How Clinical Trials Give Families Hope
- A Connecticut boy, 5, diagnosed with a rare neurodegenerative disorder, is just one of 87 children worldwide living with spastic paraplegia (SPG50). His supportive parents are placing their hopes on a relatively new clinical trial (Melpida) to counter cognitive loss and give him a chance at a normal life.
- SPG50 is a “slowly progressing neurodegenerative disorder that generally presents with global developmental delay,” according to the National Organization for Rare Disorders (NORD). Symptoms may include cognitive and physical delays, including impaired speech and seizures, and impact muscle development.
- Clinical trials allow patients to try a treatment before it’s approved by the U.S. Food and Drug Administration (FDA), which can potentially be life-changing for patients.
- Despite the great benefits of clinical trials, they also come with risks (like potential side effects that are not fully understood yet). People interested in participating in clinical trials must first talk with their doctor to see if they would be a good fit.
- For help finding a clinical trial that’s right for you, try our easy-to-use Clinical Trial Finder.
A Connecticut 5-year-old and his family are pouring all their hope into a clinical trial that uses a gene therapy treatment to give the boy with a rare neurodegenerative disorder a chance at living a relatively normal life.

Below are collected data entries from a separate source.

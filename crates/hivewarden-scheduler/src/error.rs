//! Scheduler error types.

use thiserror::Error;

#[derive(Debug, Error)]
pub enum ScheduleError {
    #[error("malformed cron expression: {0}")]
    Malformed(String),

    #[error("task defines no schedule")]
    Missing,
}

pub type Result<T> = std::result::Result<T, ScheduleError>;
//! Durable-store contracts.
//!
//! The relational store is an external collaborator with per-statement ACID
//! semantics; the fleet runtime only needs the narrow surfaces defined here.
//! [`SqliteStore`] is the production implementation, [`MemoryStore`] backs
//! tests and ephemeral runs.

pub mod memory;
pub mod sqlite;

pub use memory::MemoryStore;
pub use sqlite::SqliteStore;

use chrono::{DateTime, Utc};
use serde::{Deserialize, Serialize};
use thiserror::Error;

use crate::types::{AgentId, CommandRecord, ScheduledTask, TaskRun};

#[derive(Debug, Error)]
pub enum StoreError {
    #[error("database error: {0}")]
    Database(#[from] rusqlite::Error),

    #[error("stored value could not be decoded: {0}")]
    Decode(#[from] serde_json::Error),

    #[error("invalid stored timestamp: {0}")]
    Timestamp(String),

    #[error("corrupt stored value: {0}")]
    Corrupt(String),
}

pub type Result<T> = std::result::Result<T, StoreError>;

/// Which scan pipeline produced a stored result.
#[derive(Debug, Clone, Copy, PartialEq, Eq, Hash, Serialize, Deserialize)]
#[serde(rename_all = "snake_case")]
pub enum ScanKind {
    Vulnerability,
    Network,
}

impl ScanKind {
    pub fn as_str(&self) -> &'static str {
        match self {
            ScanKind::Vulnerability => "vulnerability",
            ScanKind::Network => "network",
        }
    }
}

/// A persisted scan result. The payload is the pipeline's own result type,
/// stored as JSON so the store stays agnostic of pipeline internals.
#[derive(Debug, Clone, Serialize, Deserialize)]
pub struct StoredScan {
    pub agent_id: AgentId,
    pub kind: ScanKind,
    pub completed_at: DateTime<Utc>,
    pub result: serde_json::Value,
}

/// Scheduled-task surface needed by the scheduler. Task CRUD beyond
/// `insert_task` belongs to the external operator API.
pub trait TaskStore: Send + Sync {
    fn enabled_tasks(&self) -> Result<Vec<ScheduledTask>>;
    fn insert_task(&self, task: &ScheduledTask) -> Result<()>;
    /// Update last-fired bookkeeping after a task fires.
    fn mark_fired(&self, task_id: &str, fired_at: DateTime<Utc>) -> Result<()>;
    fn record_run(&self, run: &TaskRun) -> Result<()>;
    fn runs_for_task(&self, task_id: &str, limit: usize) -> Result<Vec<TaskRun>>;
}

/// Latest-scan-per-agent storage for both pipelines.
pub trait ScanStore: Send + Sync {
    fn save_scan(&self, scan: &StoredScan) -> Result<()>;
    fn latest_scan(&self, agent_id: &AgentId, kind: ScanKind) -> Result<Option<StoredScan>>;
}

/// Append-only audit of dispatched commands and their terminal outcomes.
pub trait CommandAudit: Send + Sync {
    fn record_command(&self, record: &CommandRecord) -> Result<()>;
    fn recent_commands(&self, agent_id: &AgentId, limit: usize) -> Result<Vec<CommandRecord>>;
}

“He loves to laugh,” Mike Dwyer told WTNH news while describing his young son Jack who is diagnosed with Spastic paraplegia 50 (SPG50).
Read MoreView this post on InstagramSPG50 is a “slowly progressing neurodegenerative disorder that generally presents with global developmental delay,” according to the National Organization for Rare Disorders (NORD).
The rare disorder affects only about “87 children worldwide,” WTNH reports.
Jack’s parents say they “agonized” over whether to participate in the clinical trial because there are “no guarantees.”
“We saw Jack declining, and we saw him potentially losing the ability to walk, which is terrifying,” Jack’s mom Devin said.
Young Jack just started kindergarten, which would normally be an exciting time for the family. However, anxiety hovers over the Dwyer family because they believe the therapy is their son’s only hope.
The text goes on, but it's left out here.